I once heard John Daido Loori, the Zen teacher, remark that karma moves forward and it can also move backward. Cleaning up your act now affects the future. It also affects the past.
In 2002 I had a temporary gig as the event planner for the GreenThumb GrowTogether. GreenThumb is the city agency that administers its community gardening program. The GrowTogether is its annual conference. And it’s a large conference–a thousand attendees. The program features workshops, plenary speakers–the usual kind of thing. And the year’s t-shirt. The design changes every year. For the conference I helped to plan, we chose a design that showed two garden forks with wooden handles. The wooden handles spiraled around each other in an embrace, and sprouted green stems and leaves. The tagline we chose for the t-shirt was slyly subversive “Rooting for Harmony.” Slyly subversive because it was a reference to the Project Harmony Garden, which seems to be perpetually threatened. (A) because it’s in the center of rapidly gentrifying Harlem, and is facing heavy development pressure and (B) because a sliver of its land is privately owned.
I hadn’t really thought of that t-shirt for years. But last night on the subway enroute to a concert (Signal playing Steve Reich–absolutely stunning), a woman across from me was wearing that six-year old, eons ago t-shirt.

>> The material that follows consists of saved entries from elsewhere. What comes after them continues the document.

use bst_maps::avl_tree::AvlMap;
use bst_maps::bst::BstMap;
use bst_maps::words::{self, Report};
use log::{error, LevelFilter};
use simplelog::{Config, SimpleLogger};
use std::env;
use std::process;

const DEFAULT_PATH: &str = "A-Tale-of-Two-Cities.txt";
const LOG_LEVEL_VAR: &str = "WORD_FREQUENCY_LOG";

fn log_level() -> LevelFilter {
    env::var(LOG_LEVEL_VAR)
        .ok()
        .and_then(|level| level.parse().ok())
        .unwrap_or(LevelFilter::Info)
}

fn run(path: &str) -> bst_maps::Result<()> {
    println!("{}", path);
    let words = words::read_words(path)?;

    let mut bst: BstMap<String, usize> = BstMap::new();
    words::word_frequencies(&words, &mut bst)?;
    println!("\nBstMap (height {})", bst.height());
    println!("{}", Report::new(&words, &bst).with_is_bst(bst.is_bst()));

    let mut avl: AvlMap<String, usize> = AvlMap::new();
    words::word_frequencies(&words, &mut avl)?;
    println!("\nAvlMap (height {})", avl.height());
    println!(
        "{}",
        Report::new(&words, &avl)
            .with_is_bst(avl.is_bst())
            .with_is_balanced(avl.is_balanced()),
    );

    Ok(())
}

fn main() {
    if let Err(err) = SimpleLogger::init(log_level(), Config::default()) {
        eprintln!("failed to initialize logger: {}", err);
    }

    let path = env::args().nth(1).unwrap_or_else(|| DEFAULT_PATH.to_string());
    if let Err(err) = run(&path) {
        error!("{}: {}", path, err);
        process::exit(1);
    }
}
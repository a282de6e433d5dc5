//! Word-frequency workload over any `OrderedMap`.

use crate::error::{Error, Result};
use crate::map::OrderedMap;
use log::{debug, info, warn};
use std::fmt;
use std::fs;
use std::path::Path;

/// Words whose frequencies are included in every `Report`.
pub const REPORTED_WORDS: [&str; 2] = ["tale", "you"];

/// Splits text into lowercase words. A word is a maximal run of alphabetic characters; every
/// other character separates words.
///
/// # Examples
///
/// ```
/// use bst_maps::words::tokenize;
///
/// assert_eq!(tokenize("It was the best of times,it was"), vec![
///     "it", "was", "the", "best", "of", "times", "it", "was",
/// ]);
/// ```
pub fn tokenize(text: &str) -> Vec<String> {
    text.split(|c: char| !c.is_alphabetic())
        .filter(|word| !word.is_empty())
        .map(|word| word.to_lowercase())
        .collect()
}

/// Reads a file and tokenizes its contents.
pub fn read_words<P>(path: P) -> Result<Vec<String>>
where
    P: AsRef<Path>,
{
    let path = path.as_ref();
    let text = fs::read_to_string(path)?;
    let words = tokenize(&text);
    info!("read {} words from {}", words.len(), path.display());
    Ok(words)
}

/// Counts the occurrences of every word into `map`. Existing counts are bumped with `set` and new
/// words are added with a count of one.
///
/// # Examples
///
/// ```
/// use bst_maps::avl_tree::AvlMap;
/// use bst_maps::words::{tokenize, word_frequencies};
///
/// let mut map: AvlMap<String, usize> = AvlMap::new();
/// word_frequencies(&tokenize("the cat and the hat"), &mut map).unwrap();
/// assert_eq!(map.get("the"), Some(&2));
/// assert_eq!(map.len(), 4);
/// ```
pub fn word_frequencies<M>(words: &[String], map: &mut M) -> Result<()>
where
    M: OrderedMap<String, usize>,
{
    for word in words {
        if map.contains_key(word) {
            let count = map.get(word).cloned().ok_or(Error::KeyNotFound)?;
            map.set(word, count + 1).map_err(|err| {
                warn!("failed to update the count of {:?}: {}", word, err);
                err
            })?;
        } else {
            map.insert(word.clone(), 1);
        }
    }
    debug!("counted {} distinct words", map.len());
    Ok(())
}

/// Summary of a word-frequency map.
#[derive(Debug, PartialEq)]
pub struct Report {
    pub total_words: usize,
    pub distinct_words: usize,
    pub frequencies: Vec<(String, Option<usize>)>,
    pub is_bst: Option<bool>,
    pub is_balanced: Option<bool>,
}

impl Report {
    pub fn new<M>(words: &[String], map: &M) -> Self
    where
        M: OrderedMap<String, usize>,
    {
        let frequencies = REPORTED_WORDS
            .iter()
            .map(|word| {
                let word = word.to_string();
                let count = map.get(&word).cloned();
                (word, count)
            })
            .collect();
        Report {
            total_words: words.len(),
            distinct_words: map.len(),
            frequencies,
            is_bst: None,
            is_balanced: None,
        }
    }

    pub fn with_is_bst(mut self, is_bst: bool) -> Self {
        self.is_bst = Some(is_bst);
        self
    }

    pub fn with_is_balanced(mut self, is_balanced: bool) -> Self {
        self.is_balanced = Some(is_balanced);
        self
    }
}

impl fmt::Display for Report {
    fn fmt(&self, f: &mut fmt::Formatter) -> fmt::Result {
        writeln!(f, "Total words: {}", self.total_words)?;
        write!(f, "Total different words: {}", self.distinct_words)?;
        for (word, count) in &self.frequencies {
            match count {
                Some(count) => write!(f, "\nFrequency of {}: {}", word, count)?,
                None => write!(f, "\nFrequency of {}: none", word)?,
            }
        }
        if let Some(is_bst) = self.is_bst {
            write!(f, "\nis BST: {}", is_bst)?;
        }
        if let Some(is_balanced) = self.is_balanced {
            write!(f, "\nis Balanced: {}", is_balanced)?;
        }
        Ok(())
    }
}
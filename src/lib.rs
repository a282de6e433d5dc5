mod entry;
mod map;

pub mod avl_tree;
pub mod bst;
pub mod error;
pub mod words;

pub use crate::error::{Error, Result};
pub use crate::map::OrderedMap;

I had a political falling out with GreenThumb’s direct, Edie Stone. Things got really ugly around disagreements we had about some proposed legislation, and I basically helped engineer a rather smeary article about her in the Village Voice. Good way to kill a budding friendship. And a possible career working for the community gardening “establishment.” People didn’t trust me after that. I was already seen as a loose cannon, and now I was a treacherous loose cannon. Edie had hired me for the event planning job, and I repaid her by helping to plant nasty articles in the press. I didn’t write the article, so I can’t take all the blame for its snarly tone. But I do remember being gleeful when it came out. And as soon as the link on the Voice’s website went live, I posted it to several lists.
I’m not writing this to repair a relationship. I don’t expect Edie to ever read this. I am writing this to capture a memory. And to apologize to the universe. There must have been a kinder way to have handled that. I can’t say what that would have been. But it would have emanated from a more trusting, more respectful place within myself.